What is being asked: In the entries below, find each line with the word "EasyScript" and return it.

Source material:

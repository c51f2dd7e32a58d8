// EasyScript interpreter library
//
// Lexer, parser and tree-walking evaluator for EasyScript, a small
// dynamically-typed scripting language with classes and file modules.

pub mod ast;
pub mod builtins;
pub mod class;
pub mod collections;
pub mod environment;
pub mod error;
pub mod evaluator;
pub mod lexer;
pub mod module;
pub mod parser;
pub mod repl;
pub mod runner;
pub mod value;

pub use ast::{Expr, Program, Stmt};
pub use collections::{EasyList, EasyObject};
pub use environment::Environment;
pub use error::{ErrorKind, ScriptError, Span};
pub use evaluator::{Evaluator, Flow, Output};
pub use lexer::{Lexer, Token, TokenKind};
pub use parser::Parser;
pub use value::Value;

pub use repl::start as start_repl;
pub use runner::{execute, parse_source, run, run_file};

Response:
// EasyScript interpreter library
// Lexer, parser and tree-walking evaluator for EasyScript, a small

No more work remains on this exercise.